So is the worst behind us? Have we bottomed out? Are we on the long slow haul to economic recovery? Well, that's what the Chancellor, Alistair Darling will be telling us this week, as he reveals how he intends to get us to pay for the record public sector deficits in the coming years. Is he right? It depends who you are.
If you are a banker in one of the big international banks like Citigroup, JP Morgan or Wells Fargo, then you are whistling a happy tune as these insolvent institutions return to profitability. The fact that this has been based on massive injections of public cash - $45bn to Citigroup alone – won't bother you because you will be too busy calculating your bonuses. With trillions being injected into the banking sector in America and Britain, near-zero interest rates, and the Bank of England effectively printing money there is bound to be some response in the markets. Shareholders in bankrupt British institutions like RBS HBOS/Lloyds have seen a recovery in the value of their stocks. This has contributed to a modest recovery in the FTSE index which has crawled across the 4000 barrier once again. Some financial commentators even to see signs of life in the housing market.
The City is looking for a budget that leaves them free to make money again, by avoiding any regulation on their behaviour. No windfall taxes on their bonuses for example, such as those introduced in America following he AIG scandal. Financiers don't want to see any curbs on tax avoidance schemes, hedge funds, private equity groups. Or any extension of the 45% tax band which applies on earnings over £150,000. But I suspect the plutocrats can sleep easily in their beds this week. This doesn't look like a Chancellor interested in banker bashing.
So, if you are in finance and investment, you are feeling more optimistic than for many months. However, if you are in what politicians call 'the real economy', recovery is a very long way off. Manufacturing is still suffering job destroying carnage and likely to continue to do so for the rest of this year as unemployment rises to over three million by early 2010. Tens of thousands of jobs are being lost every week as even big name firms in the forefront of new technology like BT, Nokia, Toshiba announce record losses.
Both the construction industry and the wind and wave power sector are in a disastrous state at the moment, with mass lay offs planned as projects are cancelled or shelved in the recession. Yet, there is a chronic shortage of homes in Britain and a pressing demand for renewable energy. The collapse in the price of oil has made many alternative energy projects uneconomic and even huge wind farms like the London Array are in danger of being shelved. The government appears to believe that the only renewable source of energy is nuclear power, which is why it is proposing to use public funds effectively to subsidise the import of nuclear power stations from France.
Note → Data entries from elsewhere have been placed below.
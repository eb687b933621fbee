//! Graph state: typed channels and their reducers.
//!
//! The graph's state is a record of named channels. Nodes never mutate the
//! state directly; they return a [`StateUpdate`] in which every channel is
//! optional, and [`GraphState::apply`] folds the update in channel by
//! channel. The default reducer is replace; `messages` appends with id-based
//! replacement, and the two counters support an increment update so nodes
//! can bump them without reading the current value first.

use serde::{Deserialize, Serialize};
use serde_json::Value;

use crate::message::Message;

/// The END sentinel used in serialized routing decisions.
pub const END_SENTINEL: &str = "__end__";

/// A routing target: a named node or the END of the run.
#[derive(Debug, Clone, PartialEq, Eq, Serialize, Deserialize)]
#[serde(from = "String", into = "String")]
pub enum Route {
    /// Terminate the run.
    End,
    /// Continue at the named node.
    Node(String),
}

impl Route {
    /// Create a route to a named node.
    #[must_use]
    pub fn node(name: impl Into<String>) -> Self {
        Self::Node(name.into())
    }

    /// Check whether this route terminates the run.
    #[must_use]
    pub const fn is_end(&self) -> bool {
        matches!(self, Self::End)
    }

    /// The node name, if this routes to a node.
    #[must_use]
    pub fn node_name(&self) -> Option<&str> {
        match self {
            Self::Node(name) => Some(name),
            Self::End => None,
        }
    }
}

impl From<String> for Route {
    fn from(s: String) -> Self {
        if s == END_SENTINEL {
            Self::End
        } else {
            Self::Node(s)
        }
    }
}

impl From<Route> for String {
    fn from(route: Route) -> Self {
        match route {
            Route::End => END_SENTINEL.to_owned(),
            Route::Node(name) => name,
        }
    }
}

/// The single deferred sensitive tool invocation awaiting human approval.
///
/// Sensitivity is `Sensitive` by construction; only sensitive calls are ever
/// deferred.
#[derive(Debug, Clone, PartialEq, Serialize, Deserialize)]
pub struct PendingAction {
    /// Id of the originating tool call. The eventual tool-result must carry
    /// the same id so the placeholder can be replaced.
    pub id: String,
    /// Name of the worker that owns the deferred call.
    pub worker_name: String,
    /// Name of the tool to invoke on approval.
    pub tool_name: String,
    /// Arguments stored verbatim from the original call.
    pub tool_args: Value,
    /// Short human-legible sentence for the approval UI. Purely
    /// presentational; `tool_name`/`tool_args` are authoritative.
    pub description: String,
}

/// Update to a counter channel.
#[derive(Debug, Clone, Copy, PartialEq, Eq, Serialize, Deserialize)]
#[serde(rename_all = "lowercase")]
pub enum CounterUpdate {
    /// Bump the counter by one.
    Increment,
    /// Replace the counter.
    Set(u32),
}

/// The full graph state for one thread.
#[derive(Debug, Clone, Default, PartialEq, Serialize, Deserialize)]
pub struct GraphState {
    /// Full conversation transcript.
    #[serde(default)]
    pub messages: Vec<Message>,
    /// Worker currently holding the floor, including across a HITL pause.
    #[serde(default)]
    pub current_worker: Option<String>,
    /// The supervisor's routing decision, consumed by the outgoing edge.
    #[serde(default)]
    pub next: Option<Route>,
    /// The single deferred sensitive tool invocation, if any.
    #[serde(default)]
    pub pending_action: Option<PendingAction>,
    /// True iff the graph is paused at the human-approval node.
    #[serde(default)]
    pub awaiting_approval: bool,
    /// Terminal user-visible answer, set by the supervisor on FINISH.
    #[serde(default)]
    pub final_response: Option<String>,
    /// Set by any node to force the supervisor to terminate.
    #[serde(default)]
    pub error: Option<String>,
    /// Total supervisor passes this turn.
    #[serde(default)]
    pub iteration_count: u32,
    /// Self-loops of the active worker; reset on supervisor entry.
    #[serde(default)]
    pub worker_iteration_count: u32,
    /// Worker signal: no more tool calls from me this step.
    #[serde(default)]
    pub task_complete: bool,
    /// Compressed trace of the worker's last invocation.
    #[serde(default)]
    pub task_summary: Option<String>,
}

impl GraphState {
    /// Fold a [`StateUpdate`] into this state, channel by channel.
    pub fn apply(&mut self, update: StateUpdate) {
        for msg in update.messages {
            self.merge_message(msg);
        }
        if let Some(v) = update.current_worker {
            self.current_worker = v;
        }
        if let Some(v) = update.next {
            self.next = v;
        }
        if let Some(v) = update.pending_action {
            self.pending_action = v;
        }
        if let Some(v) = update.awaiting_approval {
            self.awaiting_approval = v;
        }
        if let Some(v) = update.final_response {
            self.final_response = v;
        }
        if let Some(v) = update.error {
            self.error = v;
        }
        if let Some(v) = update.iteration_count {
            Self::apply_counter(&mut self.iteration_count, v);
        }
        if let Some(v) = update.worker_iteration_count {
            Self::apply_counter(&mut self.worker_iteration_count, v);
        }
        if let Some(v) = update.task_complete {
            self.task_complete = v;
        }
        // `next ?? current`: an absent update keeps the previous summary.
        if let Some(v) = update.task_summary {
            self.task_summary = Some(v);
        }
    }

    const fn apply_counter(counter: &mut u32, update: CounterUpdate) {
        match update {
            CounterUpdate::Increment => *counter += 1,
            CounterUpdate::Set(n) => *counter = n,
        }
    }

    /// Append a message, replacing in place when it resolves an existing
    /// placeholder (same `tool_call_id`) or re-delivers an existing id.
    fn merge_message(&mut self, msg: Message) {
        if msg.is_tool_result() {
            if let Some(call_id) = msg.tool_call_id.as_deref() {
                if let Some(existing) = self.messages.iter_mut().find(|m| {
                    m.is_tool_result() && m.tool_call_id.as_deref() == Some(call_id)
                }) {
                    *existing = msg;
                    return;
                }
            }
        }
        if let Some(existing) = self.messages.iter_mut().find(|m| m.id == msg.id) {
            *existing = msg;
            return;
        }
        self.messages.push(msg);
    }

    /// Messages excluding system messages, in transcript order.
    #[must_use]
    pub fn non_system_messages(&self) -> Vec<&Message> {
        self.messages
            .iter()
            .filter(|m| m.role != crate::message::MessageRole::System)
            .collect()
    }
}

/// A partial state produced by one node invocation.
///
/// Absent channels leave the previous value untouched. Built with the
/// builder methods so call sites read as a list of channel writes.
#[derive(Debug, Clone, Default, PartialEq, Serialize, Deserialize)]
pub struct StateUpdate {
    /// Messages to append (or replace by id).
    #[serde(default, skip_serializing_if = "Vec::is_empty")]
    pub messages: Vec<Message>,
    /// Write to `current_worker`.
    #[serde(default, skip_serializing_if = "Option::is_none")]
    pub current_worker: Option<Option<String>>,
    /// Write to `next`.
    #[serde(default, skip_serializing_if = "Option::is_none")]
    pub next: Option<Option<Route>>,
    /// Write to `pending_action`.
    #[serde(default, skip_serializing_if = "Option::is_none")]
    pub pending_action: Option<Option<PendingAction>>,
    /// Write to `awaiting_approval`.
    #[serde(default, skip_serializing_if = "Option::is_none")]
    pub awaiting_approval: Option<bool>,
    /// Write to `final_response`.
    #[serde(default, skip_serializing_if = "Option::is_none")]
    pub final_response: Option<Option<String>>,
    /// Write to `error`.
    #[serde(default, skip_serializing_if = "Option::is_none")]
    pub error: Option<Option<String>>,
    /// Write to `iteration_count`.
    #[serde(default, skip_serializing_if = "Option::is_none")]
    pub iteration_count: Option<CounterUpdate>,
    /// Write to `worker_iteration_count`.
    #[serde(default, skip_serializing_if = "Option::is_none")]
    pub worker_iteration_count: Option<CounterUpdate>,
    /// Write to `task_complete`.
    #[serde(default, skip_serializing_if = "Option::is_none")]
    pub task_complete: Option<bool>,
    /// Write to `task_summary`. There is deliberately no way to clear the
    /// summary; workers only ever refresh it.
    #[serde(default, skip_serializing_if = "Option::is_none")]
    pub task_summary: Option<String>,
}

impl StateUpdate {
    /// Create an empty update.
    #[must_use]
    pub fn new() -> Self {
        Self::default()
    }

    /// Append a message.
    #[must_use]
    pub fn message(mut self, msg: Message) -> Self {
        self.messages.push(msg);
        self
    }

    /// Append several messages.
    #[must_use]
    pub fn with_messages(mut self, msgs: impl IntoIterator<Item = Message>) -> Self {
        self.messages.extend(msgs);
        self
    }

    /// Write `current_worker`.
    #[must_use]
    pub fn current_worker(mut self, worker: Option<String>) -> Self {
        self.current_worker = Some(worker);
        self
    }

    /// Write `next`.
    #[must_use]
    pub fn next(mut self, route: Option<Route>) -> Self {
        self.next = Some(route);
        self
    }

    /// Write `pending_action`.
    #[must_use]
    pub fn pending_action(mut self, action: Option<PendingAction>) -> Self {
        self.pending_action = Some(action);
        self
    }

    /// Write `awaiting_approval`.
    #[must_use]
    pub const fn awaiting_approval(mut self, awaiting: bool) -> Self {
        self.awaiting_approval = Some(awaiting);
        self
    }

    /// Write `final_response`.
    #[must_use]
    pub fn final_response(mut self, response: Option<String>) -> Self {
        self.final_response = Some(response);
        self
    }

    /// Write `error`.
    #[must_use]
    pub fn error(mut self, error: Option<String>) -> Self {
        self.error = Some(error);
        self
    }

    /// Write `iteration_count`.
    #[must_use]
    pub const fn iteration_count(mut self, update: CounterUpdate) -> Self {
        self.iteration_count = Some(update);
        self
    }

    /// Write `worker_iteration_count`.
    #[must_use]
    pub const fn worker_iteration_count(mut self, update: CounterUpdate) -> Self {
        self.worker_iteration_count = Some(update);
        self
    }

    /// Write `task_complete`.
    #[must_use]
    pub const fn task_complete(mut self, complete: bool) -> Self {
        self.task_complete = Some(complete);
        self
    }

    /// Write `task_summary`.
    #[must_use]
    pub fn task_summary(mut self, summary: impl Into<String>) -> Self {
        self.task_summary = Some(summary.into());
        self
    }

    /// Serialize the present channels as `(channel, value)` pairs for the
    /// checkpointer's pending-writes table.
    pub fn to_writes(&self) -> Result<Vec<(String, Value)>, serde_json::Error> {
        let mut writes = Vec::new();
        if !self.messages.is_empty() {
            writes.push(("messages".to_owned(), serde_json::to_value(&self.messages)?));
        }
        macro_rules! push_channel {
            ($field:ident) => {
                if let Some(v) = &self.$field {
                    writes.push((stringify!($field).to_owned(), serde_json::to_value(v)?));
                }
            };
        }
        push_channel!(current_worker);
        push_channel!(next);
        push_channel!(pending_action);
        push_channel!(awaiting_approval);
        push_channel!(final_response);
        push_channel!(error);
        push_channel!(iteration_count);
        push_channel!(worker_iteration_count);
        push_channel!(task_complete);
        push_channel!(task_summary);
        Ok(writes)
    }
}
The Chancellor should be increasing taxes on the very rich in order to finance increased spending by the middle classes and the poor. It is the failure of demand that is prolonging the recession. By allowing a disproportionate share of national wealth to go to a small number of immensely wealthy people, the government is depriving the high streets of buying power. He should be giving help to savers – especially the old – who have been devastated by low interest rates. Britain is desperately in debt and must regain the habit of saving if the economy is to stabilise. The Chancellor should also be addressing the distortions in the housing market before another bubble emerges.
Estate agents claim that buyer interest is at record levels and that the bottom of the housing market is in sight. If so, now should be the moment for the Chancellor to remove the capital gains tax exemption which encouraged so many people to turn their houses into investments and pensions. He should remove the tax relief on mortgage interest which led to the buy-to-let boom. Why should we taxpayers be paying the mortgages of private landlords? And Darling should also signal that there is to be stricter regulation of mortgage lending so that people are not lured into taking on debts they cannot afford. The surest way to prevent the next housing bubble is to prick it before it starts to inflate. Unfortunately, this doesn't look like a bubble-bursting budget.
Instead, it is likely to be a budget for debt as British public borrowing leaps to 11% of GDP next year - according to IMF figures - the highest in the entire G20. And it will be worse the year after that, as the national debt heads for the £1 trillion mark. The government is funnelling billions into a financial black hole month after month and can only replace it by more borrowing. This is going to lead to record public sector deficits for many years, according to the Institute for Fiscal Studies. It will mean big tax increases of over a thousand pounds a year for average families and a freeze on public spending. The Chancellor will try to delay the impact of the pay back until after the next election, so most of this will be in the fine print. This will be a budget for recovery which will set most us back a pretty penny.